(Assignment)
In the records that follow, the lines from the one containing "use std::path::PathBuf;" to the one containing "async fn main()", inclusive, are to be given again exactly.

»»

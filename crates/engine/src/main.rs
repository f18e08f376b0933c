//! Billing Engine - usage metering daemon
//!
//! Keeps the cost cache warm for every known workload, expires lapsed
//! subscriptions and serves health and metrics endpoints.

use anyhow::{Context, Result};
use billing_engine::{
    api,
    catalog::Catalog,
    config::EngineConfig,
    worker::RefreshWorker,
};
use billing_lib::{
    health::components, BillingEngine, BillingMetrics, HealthRegistry, StructuredLogger,
};
use std::path::PathBuf;
use std::sync::Arc;
use tokio::sync::broadcast;
use tracing::{error, info};
use tracing_subscriber::{fmt, prelude::*, EnvFilter};

const ENGINE_VERSION: &str = env!("CARGO_PKG_VERSION");

#[tokio::main]
async fn main() -> Result<()> {
    // JSON logs, filtered by RUST_LOG
    tracing_subscriber::registry()
        .with(EnvFilter::try_from_default_env().unwrap_or_else(|_| EnvFilter::new("info")))
        .with(fmt::layer().json())
        .init();

    info!("Starting billing-engine");

    let config_file = std::env::var_os("BILLING_CONFIG_FILE").map(PathBuf::from);
    let config = EngineConfig::load(config_file.as_deref())?;
    info!(instance_id = %config.instance_id, "Engine configured");

    let catalog = match &config.catalog_path {
        Some(path) => Catalog::load(path)?,
        None => Catalog::default(),
    };
    let workload_count = catalog.workloads.len();

    let health_registry = HealthRegistry::new();
    for component in [
        components::TARIFF_STORE,
        components::WORKLOAD_STORE,
        components::COST_CACHE,
        components::REFRESH_WORKER,
    ] {
        health_registry.register(component).await;
    }

    let metrics = BillingMetrics::new();
    let logger = StructuredLogger::new(&config.instance_id);

    let billing = Arc::new(config.billing.clone());
    let collaborators = catalog.into_collaborators(&billing);
    let engine = BillingEngine::new(billing, collaborators, logger.clone())
        .context("Failed to start billing engine")?;

    let plans = engine.plans().await.context("Failed to list plans")?;
    logger.log_startup(ENGINE_VERSION, plans.len(), workload_count);

    let (shutdown_tx, _) = broadcast::channel(1);

    let worker = RefreshWorker::new(
        engine,
        health_registry.clone(),
        logger.clone(),
        config.refresh_interval(),
        config.sweep_interval(),
    );
    let worker_handle = tokio::spawn(worker.run(shutdown_tx.subscribe()));

    let app_state = Arc::new(api::AppState::new(health_registry.clone(), metrics));
    health_registry.set_ready(true).await;

    let api_handle = tokio::spawn(api::serve(config.api_port, app_state, shutdown_tx.subscribe()));

    tokio::signal::ctrl_c().await?;
    logger.log_shutdown("SIGINT received");
    let _ = shutdown_tx.send(());

    if let Err(e) = worker_handle.await {
        error!(error = %e, "Refresh worker panicked");
    }
    match api_handle.await {
        Ok(Err(e)) => error!(error = %e, "API server failed"),
        Err(e) => error!(error = %e, "API server panicked"),
        Ok(Ok(())) => {}
    }

    info!("Shutting down");
    Ok(())
}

««

(Answer for the task)
use std::path::PathBuf;
use std::sync::Arc;
use tokio::sync::broadcast;
use tracing::{error, info};
use tracing_subscriber::{fmt, prelude::*, EnvFilter};

const ENGINE_VERSION: &str = env!("CARGO_PKG_VERSION");

#[tokio::main]
async fn main() -> Result<()> {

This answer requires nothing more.